EXCLUSIVE: CRE Brokers Are Seeing A Lot More Green In 2021, Survey Finds
Commercial real estate brokers are back in the money a year after much of the U.S. partially closed for business.
Nearly 70% of brokers surveyed by the commercial real estate software company Apto reported that they will make more money in 2021 than in 2020, when the onset of the coronavirus pandemic roiled the economy. That is more than double the percentage of respondents who in 2020 said their earnings increased year-over-year.
“The poll results reflect the overall economy’s strength this past year, which translated to most brokers making more money, especially those focused on industrial or multifamily real estate,” Apto founder Tanner McGraw said in a press release. "But the tide is also turning for retail real estate and high-quality office."
Nineteen percent of brokers made less money than in 2020, a precipitous drop from the 52% who saw earnings decrease year-over-year in 2020. Another 11% saw their overall earnings remain flat, roughly the same share as reported flat year-to-year earnings in 2020, according to Apto.
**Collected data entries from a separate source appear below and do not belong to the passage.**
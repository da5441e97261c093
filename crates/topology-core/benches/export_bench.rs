//! # Export Benchmarks
//!
//! Performance benchmarks for building and exporting containment graphs.
//!
//! Run with: `cargo bench -p topology-core`

use criterion::{BenchmarkId, Criterion, criterion_group, criterion_main};
use std::hint::black_box;
use topology_core::Session;

/// One network per `width`, each holding `width` VMs with one disk apiece.
fn create_wide_session(width: usize) -> Session {
    let mut session = Session::new();

    for _ in 0..width {
        let net = session.add_node("network").expect("network").id;
        for _ in 0..width {
            let vm = session.add_node("vm").expect("vm").id;
            session.add_edge(net, vm).expect("network -> vm");
            let disk = session.add_node("storage").expect("storage").id;
            session.add_edge(vm, disk).expect("vm -> storage");
        }
    }

    session
}

// =============================================================================
// BENCHMARKS
// =============================================================================

fn bench_graph_building(c: &mut Criterion) {
    let mut group = c.benchmark_group("graph_building");

    for width in [5, 10, 20].iter() {
        group.bench_with_input(BenchmarkId::from_parameter(width), width, |b, &width| {
            b.iter(|| black_box(create_wide_session(width)));
        });
    }

    group.finish();
}

fn bench_build_document(c: &mut Criterion) {
    let mut group = c.benchmark_group("build_document");

    for width in [5, 10, 20].iter() {
        let session = create_wide_session(*width);
        group.bench_with_input(BenchmarkId::from_parameter(width), &session, |b, session| {
            b.iter(|| black_box(session.build_document()));
        });
    }

    group.finish();
}

fn bench_label_collisions(c: &mut Criterion) {
    let session = create_wide_session(10);
    c.bench_function("label_collisions/10", |b| {
        b.iter(|| black_box(session.label_collisions()));
    });
}

criterion_group!(
    benches,
    bench_graph_building,
    bench_build_document,
    bench_label_collisions
);
criterion_main!(benches);
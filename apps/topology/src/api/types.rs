//! # API Request/Response Types
//!
//! This module defines the JSON structures for the HTTP API.
//!
//! Graph records (`Node`, `Edge`) and configuration documents
//! (`ConfigPatch`, `NodeType`, `RuleTable`) are sent in their core serde
//! shapes; only request envelopes and acknowledgements live here.

use indexmap::IndexMap;
use serde::{Deserialize, Serialize};
use topology_core::{
    ConfigIssue, Edge, LabelCollision, Node, NodeId, Position, PropertyValue, Snapshot,
    TopologyError,
    primitives::{MAX_LABEL_LENGTH, MAX_TYPE_KEY_LENGTH},
};

// =============================================================================
// HEALTH RESPONSE
// =============================================================================

/// Health check response.
#[derive(Debug, Clone, Serialize, Deserialize)]
pub struct HealthResponse {
    pub status: String,
    pub version: String,
}

impl Default for HealthResponse {
    fn default() -> Self {
        Self {
            status: "ok".to_string(),
            version: env!("CARGO_PKG_VERSION").to_string(),
        }
    }
}

// =============================================================================
// STATE RESPONSE
// =============================================================================

/// Full graph state for pollers. `v` changes whenever anything changed.
#[derive(Debug, Clone, Serialize, Deserialize)]
pub struct StateResponse {
    pub v: u64,
    pub nodes: Vec<Node>,
    pub edges: Vec<Edge>,
    pub sel: Option<NodeId>,
}

impl From<Snapshot> for StateResponse {
    fn from(snapshot: Snapshot) -> Self {
        Self {
            v: snapshot.version,
            nodes: snapshot.nodes,
            edges: snapshot.edges,
            sel: snapshot.selected_id,
        }
    }
}

// =============================================================================
// ACKNOWLEDGEMENT
// =============================================================================

/// Outcome of a mutation that returns no record.
#[derive(Debug, Clone, Serialize, Deserialize)]
pub struct AckResponse {
    pub ok: bool,
    #[serde(default, skip_serializing_if = "Option::is_none")]
    pub error: Option<String>,
}

impl AckResponse {
    pub fn success() -> Self {
        Self {
            ok: true,
            error: None,
        }
    }

    pub fn error(msg: impl Into<String>) -> Self {
        Self {
            ok: false,
            error: Some(msg.into()),
        }
    }
}

// =============================================================================
// NODE REQUESTS
// =============================================================================

/// Create a node of the given kind.
#[derive(Debug, Clone, Serialize, Deserialize)]
pub struct AddNodeRequest {
    #[serde(rename = "type")]
    pub type_key: String,
}

impl AddNodeRequest {
    /// Reject oversized keys at the API boundary.
    pub fn validate(&self) -> Result<(), TopologyError> {
        if self.type_key.len() > MAX_TYPE_KEY_LENGTH {
            return Err(TopologyError::UnknownType(format!(
                "{}...",
                truncate(&self.type_key, MAX_TYPE_KEY_LENGTH)
            )));
        }
        Ok(())
    }
}

/// Rename a node and/or merge a property patch.
#[derive(Debug, Clone, Default, Serialize, Deserialize)]
pub struct UpdateNodeRequest {
    #[serde(default, skip_serializing_if = "Option::is_none")]
    pub label: Option<String>,
    #[serde(default, skip_serializing_if = "Option::is_none")]
    pub props: Option<IndexMap<String, PropertyValue>>,
}

impl UpdateNodeRequest {
    /// Reject oversized labels at the API boundary.
    pub fn validate(&self) -> Result<(), TopologyError> {
        match &self.label {
            Some(label) if label.len() > MAX_LABEL_LENGTH => {
                Err(TopologyError::TypeMismatch {
                    property: "label".to_string(),
                    expected: format!("at most {} bytes", MAX_LABEL_LENGTH),
                })
            }
            _ => Ok(()),
        }
    }
}

/// New canvas position of a node.
#[derive(Debug, Clone, Copy, Serialize, Deserialize)]
pub struct MoveNodeRequest {
    pub x: f64,
    pub y: f64,
}

impl From<MoveNodeRequest> for Position {
    fn from(request: MoveNodeRequest) -> Self {
        Position::new(request.x, request.y)
    }
}

// =============================================================================
// EDGE REQUEST/RESPONSE
// =============================================================================

/// Connect `from` (parent) to `to` (child).
#[derive(Debug, Clone, Copy, Serialize, Deserialize)]
pub struct AddEdgeRequest {
    pub from: u64,
    pub to: u64,
}

/// Edge creation outcome. Rejections carry a human-readable `error`.
#[derive(Debug, Clone, Serialize, Deserialize)]
pub struct EdgeResponse {
    pub ok: bool,
    #[serde(default, skip_serializing_if = "Option::is_none")]
    pub edge: Option<Edge>,
    #[serde(default, skip_serializing_if = "Option::is_none")]
    pub error: Option<String>,
}

impl EdgeResponse {
    pub fn success(edge: Edge) -> Self {
        Self {
            ok: true,
            edge: Some(edge),
            error: None,
        }
    }

    pub fn error(msg: impl Into<String>) -> Self {
        Self {
            ok: false,
            edge: None,
            error: Some(msg.into()),
        }
    }
}

// =============================================================================
// SETTINGS RESPONSES
// =============================================================================

/// Configuration import outcome, with non-blocking lint findings.
#[derive(Debug, Clone, Serialize, Deserialize)]
pub struct ImportResponse {
    pub ok: bool,
    #[serde(default, skip_serializing_if = "Vec::is_empty")]
    pub warnings: Vec<String>,
}

impl ImportResponse {
    pub fn with_issues(issues: &[ConfigIssue]) -> Self {
        Self {
            ok: true,
            warnings: issues.iter().map(ToString::to_string).collect(),
        }
    }
}

/// Label groups that collapse in the export document.
#[derive(Debug, Clone, Serialize, Deserialize)]
pub struct CollisionsResponse {
    pub collisions: Vec<LabelCollision>,
}

fn truncate(s: &str, max: usize) -> &str {
    let mut end = max.min(s.len());
    while !s.is_char_boundary(end) {
        end -= 1;
    }
    &s[..end]
}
Some 66% of brokers also executed more transactions in 2021, while 19% reported closing fewer transactions compared to last year.
The broker software company invited 10,000 brokers to take the online survey between Dec. 6 and Dec. 20.
For many in CRE, the good times will likely continue in 2022. Next year, 60% of brokers said they saw themselves making more money than they earned in 2021, while 25% expected their commission checks to shrink from this year and another 15% predicted their earnings would remain the same.
Transwestern Senior Managing Director Bradley Fulkerson said brokers' earnings have been healthier this year as companies — particularly those on the hunt for office space — are beginning to make longer-term leasing decisions. Fulkerson said companies in 2020 either inked short-term leases or avoided making any decisions as they wrestled with how to safely get employees back to the office.
The good times also are leading to strong job satisfaction. According to Apto, 91% of brokers surveyed said they wanted to remain in the commercial real estate industry as a career, down somewhat from 2020, when 96% expected to remain in the industry.
Fulkerson said that result was surprising. The Atlanta-based tenant representative said he is seeing a healthy interest among younger people to get into the CRE industry.
“I'm still doing recruiting, and we're still getting positive feedback from young people from their 20s and 30s who want to make this a career for life,” Fulkerson said.
Commercial real estate broker career satisfaction appears to be part of a larger trend of U.S. workers who, despite upending their lives during the pandemic, are satisfied with their careers. Eighty-five percent of American workers are satisfied with their jobs, according to research by Zippia. And nearly half of all workers between the ages of 50 and 64 are completely satisfied with their work, according to the corporate recruitment firm.
Zippia found that the average commercial real estate broker in the U.S. earned $102K annually.
The return to the office continues to be stronger within the commercial real estate industry. Two-thirds of brokers who work in an office with other people expect to be back in the office after the holidays, Apto said, up from 60% who expected to be back after Labor Day.
By contrast, the average office building occupancy among 10 cities was 39.5% as of the week of Dec. 20, according to Kastle Systems' weekly back-to-work barometer, which measures card swipes, fob and electronic office entries.
“It’s also nice to see brokers back in the office leading the way as real estate consumers,” McGraw said in the release. "There’s incredible value having teams together in shared space, plus we know drinking together after work is much more fun than virtual drinking. The new coronavirus variant is posing a last-minute threat to office returns, but the desire and intent to be in the office is very apparent based on brokers’ response to our survey.”